Erflaatster is in 2013 overleden. X (belanghebbende) is haar enig kind en enig erfgenaam.
Eerder, in 2011, was de moeder van erflaatster en oma van X overleden. Erflaatster was voor een zevende deel gerechtigd tot de nalatenschap van oma. Tevens was zij legataris. Ten tijde van het overlijden van erflaatster was de nalatenschap van oma nog niet verdeeld.
De aangifte erfbelasting inzake de nalatenschap van oma is ingediend op 15 april 2013.
Op 3 september 2014 heeft X aangifte erfbelasting gedaan in verband met het overlijden van erflaatster. Hierin is niet vermeld dat erflaatster een aandeel had in de onverdeelde nalatenschap van oma en recht had op een legaat. De aanslag erfbelasting inzake de nalatenschap van erflaatster is op 16 december 2014 opgelegd aan X conform de ingediende aangifte.
De aanslag erfbelasting ter zake van de verkrijging uit de nalatenschap van oma is aan de erven van oma opgelegd met dagtekening 19 januari 2016.
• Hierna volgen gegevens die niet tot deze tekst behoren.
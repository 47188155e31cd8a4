//! Buffer window state.

/// Which part of the stream buffer currently holds live data.
///
/// All offsets index the stream's buffer vector, whose first
/// [`crate::UNGET_SIZE`] bytes are the unget prefix. A stream is never
/// reading and writing at the same time, so the two windows share one enum.
#[derive(Debug, Clone, Copy, Default, PartialEq, Eq)]
pub(crate) enum Window {
    /// No buffered data in either direction.
    #[default]
    Idle,
    /// Bytes `[pos, end)` were fetched from the backend but not yet
    /// delivered.
    Reading {
        /// Next byte to deliver.
        pos: usize,
        /// One past the last fetched byte.
        end: usize,
    },
    /// Bytes `[base, pos)` were accepted but not yet flushed; `end` is the
    /// write capacity limit.
    Writing {
        /// First unflushed byte.
        base: usize,
        /// Next write position.
        pos: usize,
        /// Capacity limit.
        end: usize,
    },
}

impl Window {
    /// Bytes buffered for reading and not yet delivered.
    pub(crate) fn unread(&self) -> usize {
        match *self {
            Self::Reading { pos, end } => end - pos,
            _ => 0,
        }
    }

    /// Bytes buffered for writing and not yet flushed.
    pub(crate) fn pending(&self) -> usize {
        match *self {
            Self::Writing { base, pos, .. } => pos - base,
            _ => 0,
        }
    }

    pub(crate) fn is_writing(&self) -> bool {
        matches!(self, Self::Writing { .. })
    }
}

#[cfg(test)]
mod tests {
    use super::*;

    #[test]
    fn idle_has_nothing_buffered() {
        let window = Window::default();
        assert_eq!(window.unread(), 0);
        assert_eq!(window.pending(), 0);
        assert!(!window.is_writing());
    }

    #[test]
    fn counts_follow_the_active_direction() {
        let reading = Window::Reading { pos: 10, end: 14 };
        assert_eq!(reading.unread(), 4);
        assert_eq!(reading.pending(), 0);

        let writing = Window::Writing {
            base: 8,
            pos: 11,
            end: 40,
        };
        assert_eq!(writing.unread(), 0);
        assert_eq!(writing.pending(), 3);
        assert!(writing.is_writing());
    }
}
De Inspecteur heeft later aangekondigd dat hij aan X een navorderingsaanslag zal opleggen in verband met het aandeel van erflaatster in de onverdeelde nalatenschap van oma en het van oma verkregen legaat.
Voor zover in cassatie nog van belang, was voor Hof Den Bosch in geschil of de Inspecteur beschikt over een nieuw feit dat navordering rechtvaardigt. Het Hof heeft deze vraag bevestigend beantwoord. Volgens het Hof bestond voor de Inspecteur geen aanleiding het dossier van de nalatenschap van oma te raadplegen waaruit bleek dat erflaatster recht had op een onverdeeld aandeel in de nalatenschap van oma.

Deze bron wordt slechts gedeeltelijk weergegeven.